Here is the subtle part — and the single most common confusion when people first read this code. Input(data_model=Question) does not create a Question object. It creates a symbolic placeholder that stands for "a Question value that will arrive here later." When you then call the generator on this placeholder, no LM call happens. You are not running the pipeline; you are drawing it. Synalinks records an edge in an internal graph saying "the generator will receive whatever flows into this placeholder."

The LM only runs later, when you call program(Question(question="...")) with a real Question. Compare it to ordinary Python: writing def f(x): return x + 1 defines a function but does not add anything; only f(3) actually computes. Construction and execution are two separate steps, and confusing them will make the code look magical when it is not.

flowchart LR
    Q["Question (symbolic Input)"] --> G["Generator(data_model=Answer)"]
    G --> A["Answer (symbolic output)"]
    A --> P["Program(inputs=Q, outputs=A)"]

End-to-End Example

import asyncio
from dotenv import load_dotenv
import synalinks

class Question(synalinks.DataModel):
    question: str = synalinks.Field(description="The question to answer")

class Answer(synalinks.DataModel):
    thinking: str = synalinks.Field(description="Your step-by-step reasoning process")
    answer: str = synalinks.Field(description="The final answer based on your reasoning")

async def main():
    load_dotenv()
    synalinks.clear_session()

    language_model = synalinks.LanguageModel(model="ollama/mistral:latest")

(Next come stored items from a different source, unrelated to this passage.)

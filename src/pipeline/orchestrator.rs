use crate::alignment::audio_boundaries::detect_intro_trim;
use crate::alignment::chunking::{
    merge_chunk_words, place_chunk_words, restore_offset, split_lines_for_chunks, AudioChunk,
    ChunkPlan,
};
use crate::alignment::grouping::{aggregate_word_spans, spans_to_words};
use crate::config::{ChunkConfig, TrimConfig};
use crate::error::SyncError;
use crate::pipeline::model_handle::CancellationFlag;
use crate::pipeline::traits::{PhonemeAligner, Phonemizer};
use crate::pipeline::vocabulary::PhonemeVocabulary;
use crate::types::{AlignedWord, AudioInput};

/// Drives the external phoneme aligner over a whole song: intro trim,
/// chunking, per-chunk inference, word aggregation and merge.
pub struct AcousticOrchestrator<'a> {
    pub phonemizer: &'a dyn Phonemizer,
    pub aligner: &'a dyn PhonemeAligner,
    pub vocabulary: &'a PhonemeVocabulary,
    pub trim: &'a TrimConfig,
    pub chunk: &'a ChunkConfig,
    pub cancel: Option<&'a CancellationFlag>,
}

impl AcousticOrchestrator<'_> {
    /// Word timings on the original (untrimmed) timeline, tagged with their
    /// index in the whitespace-split lyrics. Inference failures are logged
    /// and produce an empty list; only cancellation is returned as an error.
    pub fn align(
        &self,
        audio: &AudioInput,
        lines: &[String],
    ) -> Result<Vec<AlignedWord>, SyncError> {
        match self.try_align(audio, lines) {
            Ok(words) => Ok(words),
            Err(SyncError::Cancelled) => Err(SyncError::Cancelled),
            Err(err) => {
                tracing::warn!(error = %err, "acoustic alignment failed; no words produced");
                Ok(Vec::new())
            }
        }
    }

    fn try_align(
        &self,
        audio: &AudioInput,
        lines: &[String],
    ) -> Result<Vec<AlignedWord>, SyncError> {
        if audio.samples.is_empty() || audio.sample_rate_hz == 0 || lines.is_empty() {
            return Ok(Vec::new());
        }
        let rate = audio.sample_rate_hz;
        let trim = detect_intro_trim(&audio.samples, rate, self.trim);
        let (offset_sec, samples) = match trim {
            Some(trim) => {
                tracing::info!(
                    onset_sec = format!("{:.2}", trim.onset_sec),
                    offset_sec = format!("{:.2}", trim.offset_sec),
                    "trimmed instrumental intro"
                );
                (trim.offset_sec, &audio.samples[trim.offset_samples..])
            }
            None => (0.0, audio.samples.as_slice()),
        };

        let plan = ChunkPlan::new(samples.len(), rate, self.chunk);
        let line_groups = split_lines_for_chunks(lines, plan.len());
        tracing::info!(
            chunks = plan.len(),
            lines = lines.len(),
            duration_sec = format!("{:.1}", samples.len() as f64 / rate as f64),
            "acoustic alignment plan"
        );

        let mut per_chunk = Vec::with_capacity(plan.len());
        let mut word_offset = 0usize;
        for (chunk, chunk_lines) in plan.chunks(samples).zip(line_groups) {
            if let Some(cancel) = self.cancel {
                cancel.check()?;
            }
            let words = self.align_chunk(&chunk, rate, chunk_lines, word_offset)?;
            word_offset += chunk_lines
                .iter()
                .map(|l| l.split_whitespace().count())
                .sum::<usize>();
            per_chunk.push(place_chunk_words(&chunk, words));
        }

        let mut merged = merge_chunk_words(per_chunk);
        restore_offset(&mut merged, offset_sec);
        tracing::info!(words = merged.len(), "acoustic alignment complete");
        Ok(merged)
    }

    fn align_chunk(
        &self,
        chunk: &AudioChunk<'_>,
        rate: u32,
        lines: &[String],
        word_offset: usize,
    ) -> Result<Vec<AlignedWord>, SyncError> {
        if lines.is_empty() || chunk.samples.is_empty() {
            return Ok(Vec::new());
        }
        let sequence = self.phonemizer.tokenize(&lines.join("\n"));

        let mut phonemes = Vec::with_capacity(sequence.len());
        let mut word_index = Vec::with_capacity(sequence.len());
        for (phoneme, word) in sequence.phonemes.iter().zip(&sequence.word_index) {
            if self.vocabulary.contains(phoneme) {
                phonemes.push(phoneme.clone());
                word_index.push(*word);
            } else {
                tracing::warn!(phoneme = phoneme.as_str(), "phoneme not in vocabulary; skipped");
            }
        }
        if phonemes.len() < 2 {
            tracing::warn!(
                chunk = chunk.index,
                phonemes = phonemes.len(),
                "too few phonemes for alignment"
            );
            return Ok(Vec::new());
        }

        tracing::debug!(
            chunk = chunk.index,
            offset_sec = format!("{:.1}", chunk.time_offset_sec),
            phonemes = phonemes.len(),
            words = sequence.words.len(),
            "aligning chunk"
        );
        let spans = self
            .aligner
            .infer(chunk.samples, rate, &phonemes, self.vocabulary)?;
        if spans.is_empty() {
            tracing::warn!(chunk = chunk.index, "aligner returned no timestamps");
            return Ok(Vec::new());
        }
        let word_spans = aggregate_word_spans(&phonemes, &word_index, &spans, sequence.words.len());
        Ok(spans_to_words(&sequence.words, &word_spans, word_offset))
    }
}

#[cfg(test)]
mod tests {
    use std::sync::atomic::{AtomicUsize, Ordering};

    use super::*;
    use crate::pipeline::defaults::HangulPhonemizer;
    use crate::types::PhonemeSpan;

    /// Lays phonemes back to back, 0.1 s each, from the chunk start.
    struct EvenAligner {
        calls: AtomicUsize,
    }

    impl PhonemeAligner for EvenAligner {
        fn infer(
            &self,
            _samples: &[f32],
            _sample_rate_hz: u32,
            phonemes: &[String],
            _vocabulary: &PhonemeVocabulary,
        ) -> Result<Vec<PhonemeSpan>, SyncError> {
            self.calls.fetch_add(1, Ordering::SeqCst);
            Ok(phonemes
                .iter()
                .enumerate()
                .map(|(i, p)| PhonemeSpan::new(p.as_str(), i as f64 * 0.1, (i + 1) as f64 * 0.1))
                .collect())
        }
    }

    struct FailingAligner;

    impl PhonemeAligner for FailingAligner {
        fn infer(
            &self,
            _samples: &[f32],
            _sample_rate_hz: u32,
            _phonemes: &[String],
            _vocabulary: &PhonemeVocabulary,
        ) -> Result<Vec<PhonemeSpan>, SyncError> {
            Err(SyncError::runtime("aligner inference", "device lost"))
        }
    }

    fn no_trim() -> TrimConfig {
        TrimConfig {
            enabled: false,
            ..TrimConfig::default()
        }
    }

    fn lines(texts: &[&str]) -> Vec<String> {
        texts.iter().map(|s| s.to_string()).collect()
    }

    #[test]
    fn single_pass_aggregates_words() {
        let aligner = EvenAligner {
            calls: AtomicUsize::new(0),
        };
        let vocabulary = PhonemeVocabulary::default();
        let trim = no_trim();
        let chunk = ChunkConfig::default();
        let orchestrator = AcousticOrchestrator {
            phonemizer: &HangulPhonemizer,
            aligner: &aligner,
            vocabulary: &vocabulary,
            trim: &trim,
            chunk: &chunk,
            cancel: None,
        };
        let audio = AudioInput::new(100, vec![0.1; 1000]);
        let words = orchestrator.align(&audio, &lines(&["한 양"])).unwrap();
        // SP h a N SP ya NG SP
        assert_eq!(words.len(), 2);
        assert_eq!(words[0].index, 0);
        assert_eq!((words[0].word.start_time, words[0].word.end_time), (0.1, 0.4));
        assert_eq!((words[1].word.start_time, words[1].word.end_time), (0.5, 0.7));
        assert_eq!(aligner.calls.load(Ordering::SeqCst), 1);
    }

    #[test]
    fn out_of_vocabulary_phonemes_are_dropped() {
        let aligner = EvenAligner {
            calls: AtomicUsize::new(0),
        };
        let vocabulary = PhonemeVocabulary::from_phonemes(["a", "ya", "NG"]);
        let trim = no_trim();
        let chunk = ChunkConfig::default();
        let orchestrator = AcousticOrchestrator {
            phonemizer: &HangulPhonemizer,
            aligner: &aligner,
            vocabulary: &vocabulary,
            trim: &trim,
            chunk: &chunk,
            cancel: None,
        };
        let audio = AudioInput::new(100, vec![0.1; 1000]);
        let words = orchestrator.align(&audio, &lines(&["한 양"])).unwrap();
        // SP a SP ya NG SP
        assert_eq!(words.len(), 2);
        assert_eq!((words[0].word.start_time, words[0].word.end_time), (0.1, 0.2));
        assert_eq!((words[1].word.start_time, words[1].word.end_time), (0.3, 0.5));
    }

    #[test]
    fn too_few_phonemes_skip_inference() {
        let aligner = EvenAligner {
            calls: AtomicUsize::new(0),
        };
        let vocabulary = PhonemeVocabulary::default();
        let trim = no_trim();
        let chunk = ChunkConfig::default();
        let orchestrator = AcousticOrchestrator {
            phonemizer: &HangulPhonemizer,
            aligner: &aligner,
            vocabulary: &vocabulary,
            trim: &trim,
            chunk: &chunk,
            cancel: None,
        };
        let audio = AudioInput::new(100, vec![0.1; 1000]);
        let words = orchestrator.align(&audio, &lines(&["   "])).unwrap();
        assert!(words.is_empty());
        assert_eq!(aligner.calls.load(Ordering::SeqCst), 0);
    }

    #[test]
    fn chunked_pass_keeps_global_word_indices() {
        let aligner = EvenAligner {
            calls: AtomicUsize::new(0),
        };
        let vocabulary = PhonemeVocabulary::default();
        let trim = no_trim();
        let chunk = ChunkConfig {
            chunk_duration_sec: 30.0,
            overlap_sec: 10.0,
        };
        let orchestrator = AcousticOrchestrator {
            phonemizer: &HangulPhonemizer,
            aligner: &aligner,
            vocabulary: &vocabulary,
            trim: &trim,
            chunk: &chunk,
            cancel: None,
        };
        let audio = AudioInput::new(100, vec![0.1; 100 * 60]);
        let lyrics = lines(&["가", "나", "다"]);
        let words = orchestrator.align(&audio, &lyrics).unwrap();
        assert_eq!(aligner.calls.load(Ordering::SeqCst), 3);
        let indices: Vec<usize> = words.iter().map(|w| w.index).collect();
        assert_eq!(indices, vec![0, 1, 2]);
        assert_eq!(words[1].word.start_time, 20.1);
        assert_eq!(words[2].word.start_time, 40.1);
    }

    #[test]
    fn aligner_failure_yields_empty_result() {
        let vocabulary = PhonemeVocabulary::default();
        let trim = no_trim();
        let chunk = ChunkConfig::default();
        let orchestrator = AcousticOrchestrator {
            phonemizer: &HangulPhonemizer,
            aligner: &FailingAligner,
            vocabulary: &vocabulary,
            trim: &trim,
            chunk: &chunk,
            cancel: None,
        };
        let audio = AudioInput::new(100, vec![0.1; 1000]);
        let words = orchestrator.align(&audio, &lines(&["한"])).unwrap();
        assert!(words.is_empty());
    }

    #[test]
    fn cancellation_is_checked_between_chunks() {
        let aligner = EvenAligner {
            calls: AtomicUsize::new(0),
        };
        let vocabulary = PhonemeVocabulary::default();
        let trim = no_trim();
        let chunk = ChunkConfig::default();
        let cancel = CancellationFlag::new();
        cancel.cancel();
        let orchestrator = AcousticOrchestrator {
            phonemizer: &HangulPhonemizer,
            aligner: &aligner,
            vocabulary: &vocabulary,
            trim: &trim,
            chunk: &chunk,
            cancel: Some(&cancel),
        };
        let audio = AudioInput::new(100, vec![0.1; 1000]);
        let result = orchestrator.align(&audio, &lines(&["한"]));
        assert!(matches!(result, Err(SyncError::Cancelled)));
        assert_eq!(aligner.calls.load(Ordering::SeqCst), 0);
    }
}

    inputs = synalinks.Input(data_model=Question)
    outputs = await synalinks.Generator(
        data_model=Answer,
        language_model=language_model,
    )(inputs)

    program = synalinks.Program(
        inputs=inputs,
        outputs=outputs,
        name="qa_program",
        description="A simple question-answering program",
    )

    result = await program(Question(question="What is the capital of France?"))
    print(f"Thinking: {result['thinking']}")
    print(f"Answer: {result['answer']}")

if __name__ == "__main__":
    asyncio.run(main())

A representative run against ollama/mistral:latest might print:

Thinking: France has multiple capitals depending on the region
Answer: Paris

Look closely: the answer field is reliably Paris, but the thinking field varies from run to run, and sometimes it is factually wrong (France does not actually have multiple capitals) even when the answer it produces is right. That is the LM speaking, not the framework. Synalinks guarantees the shape of the output, not its truth. Making the model more truthful is the job of techniques we meet later — optimizers, rewards, and retrieval. For now, celebrate that the shape worked: result["answer"] will always be a string, never None, never a paragraph with the answer buried in the middle.

A Detail That Bites People: `clear_session`

When you create a module without giving it a name, Synalinks invents one for you — generator_1, generator_2, and so on, counted off a counter that lives for the lifetime of the Python process. In a Jupyter notebook, where you re-run cells without restarting the kernel, that counter just keeps growing. Each re-run produces different module names, and since those names appear in saved programs, log files, and traces, the same code can produce different artifacts on different days.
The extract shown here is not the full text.